### Brief
In the records that follow, find each line with the word "Always" and copy it.
Start of Supplied records
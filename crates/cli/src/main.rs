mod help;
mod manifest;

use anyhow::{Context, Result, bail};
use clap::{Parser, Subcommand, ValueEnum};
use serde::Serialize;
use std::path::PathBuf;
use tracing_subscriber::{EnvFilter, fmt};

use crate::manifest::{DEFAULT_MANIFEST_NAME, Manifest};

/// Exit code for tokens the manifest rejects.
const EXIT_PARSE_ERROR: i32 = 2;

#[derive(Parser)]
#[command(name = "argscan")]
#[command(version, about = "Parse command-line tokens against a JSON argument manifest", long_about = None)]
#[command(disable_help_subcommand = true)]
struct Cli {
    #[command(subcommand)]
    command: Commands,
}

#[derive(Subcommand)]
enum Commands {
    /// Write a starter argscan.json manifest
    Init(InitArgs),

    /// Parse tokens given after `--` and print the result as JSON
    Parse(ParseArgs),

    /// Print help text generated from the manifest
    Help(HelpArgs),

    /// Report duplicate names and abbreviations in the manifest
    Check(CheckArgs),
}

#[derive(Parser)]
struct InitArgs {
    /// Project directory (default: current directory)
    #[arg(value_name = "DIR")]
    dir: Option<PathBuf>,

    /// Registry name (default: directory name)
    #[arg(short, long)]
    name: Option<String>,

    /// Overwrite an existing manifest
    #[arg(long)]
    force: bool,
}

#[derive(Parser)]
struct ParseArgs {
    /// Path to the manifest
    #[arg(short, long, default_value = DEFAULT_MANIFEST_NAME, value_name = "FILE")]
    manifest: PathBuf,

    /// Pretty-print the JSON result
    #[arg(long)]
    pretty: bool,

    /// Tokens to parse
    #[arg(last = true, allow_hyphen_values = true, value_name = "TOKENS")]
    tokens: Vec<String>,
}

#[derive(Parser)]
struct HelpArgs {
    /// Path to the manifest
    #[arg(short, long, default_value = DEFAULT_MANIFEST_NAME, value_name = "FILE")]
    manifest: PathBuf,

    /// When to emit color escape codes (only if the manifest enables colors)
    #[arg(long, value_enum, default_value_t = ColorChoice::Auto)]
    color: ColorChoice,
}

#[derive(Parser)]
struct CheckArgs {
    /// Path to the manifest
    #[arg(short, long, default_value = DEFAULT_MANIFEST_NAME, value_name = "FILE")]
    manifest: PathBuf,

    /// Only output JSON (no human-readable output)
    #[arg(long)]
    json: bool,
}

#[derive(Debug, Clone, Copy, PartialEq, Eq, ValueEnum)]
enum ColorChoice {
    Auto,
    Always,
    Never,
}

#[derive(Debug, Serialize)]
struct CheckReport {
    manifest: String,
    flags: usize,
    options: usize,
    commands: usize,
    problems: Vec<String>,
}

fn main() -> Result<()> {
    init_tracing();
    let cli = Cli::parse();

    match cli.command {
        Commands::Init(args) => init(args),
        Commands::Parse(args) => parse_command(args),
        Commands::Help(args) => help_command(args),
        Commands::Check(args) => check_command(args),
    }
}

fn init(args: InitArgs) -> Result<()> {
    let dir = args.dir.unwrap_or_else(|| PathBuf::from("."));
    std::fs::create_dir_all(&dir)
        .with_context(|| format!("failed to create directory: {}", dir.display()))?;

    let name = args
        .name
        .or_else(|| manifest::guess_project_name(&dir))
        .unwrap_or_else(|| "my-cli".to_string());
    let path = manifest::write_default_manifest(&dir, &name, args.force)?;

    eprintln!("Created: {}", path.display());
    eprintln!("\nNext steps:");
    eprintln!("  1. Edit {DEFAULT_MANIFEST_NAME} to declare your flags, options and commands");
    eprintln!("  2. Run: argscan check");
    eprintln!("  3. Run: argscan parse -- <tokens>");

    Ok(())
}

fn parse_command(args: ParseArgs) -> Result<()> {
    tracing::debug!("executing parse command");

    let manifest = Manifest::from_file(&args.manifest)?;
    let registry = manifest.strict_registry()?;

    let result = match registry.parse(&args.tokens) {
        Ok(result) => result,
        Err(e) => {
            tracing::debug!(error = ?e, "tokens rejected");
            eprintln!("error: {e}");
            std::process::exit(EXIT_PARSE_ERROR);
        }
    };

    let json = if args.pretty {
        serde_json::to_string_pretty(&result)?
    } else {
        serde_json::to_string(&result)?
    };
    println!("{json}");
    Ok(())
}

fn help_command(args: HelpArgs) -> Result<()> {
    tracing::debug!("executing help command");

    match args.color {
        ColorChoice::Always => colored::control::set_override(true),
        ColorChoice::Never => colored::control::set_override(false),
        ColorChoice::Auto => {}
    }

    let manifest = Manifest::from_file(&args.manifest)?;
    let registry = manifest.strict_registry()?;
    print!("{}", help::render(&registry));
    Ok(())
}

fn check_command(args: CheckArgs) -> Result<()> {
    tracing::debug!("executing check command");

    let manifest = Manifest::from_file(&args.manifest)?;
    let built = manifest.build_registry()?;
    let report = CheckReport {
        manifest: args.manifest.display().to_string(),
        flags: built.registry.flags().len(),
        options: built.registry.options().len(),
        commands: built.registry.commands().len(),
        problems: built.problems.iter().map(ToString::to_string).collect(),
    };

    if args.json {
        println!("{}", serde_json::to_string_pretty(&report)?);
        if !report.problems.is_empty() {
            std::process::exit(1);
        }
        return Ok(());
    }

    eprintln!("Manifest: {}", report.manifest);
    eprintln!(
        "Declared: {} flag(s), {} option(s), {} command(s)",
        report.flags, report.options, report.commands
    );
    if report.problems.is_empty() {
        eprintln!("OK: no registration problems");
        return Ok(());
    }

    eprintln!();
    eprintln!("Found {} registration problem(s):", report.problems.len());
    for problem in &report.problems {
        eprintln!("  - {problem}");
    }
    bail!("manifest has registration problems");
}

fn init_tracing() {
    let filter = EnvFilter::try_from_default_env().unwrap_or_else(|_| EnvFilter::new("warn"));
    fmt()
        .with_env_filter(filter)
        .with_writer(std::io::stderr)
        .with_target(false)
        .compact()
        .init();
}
End of Supplied records
### Reply
    Always,
        ColorChoice::Always => colored::control::set_override(true),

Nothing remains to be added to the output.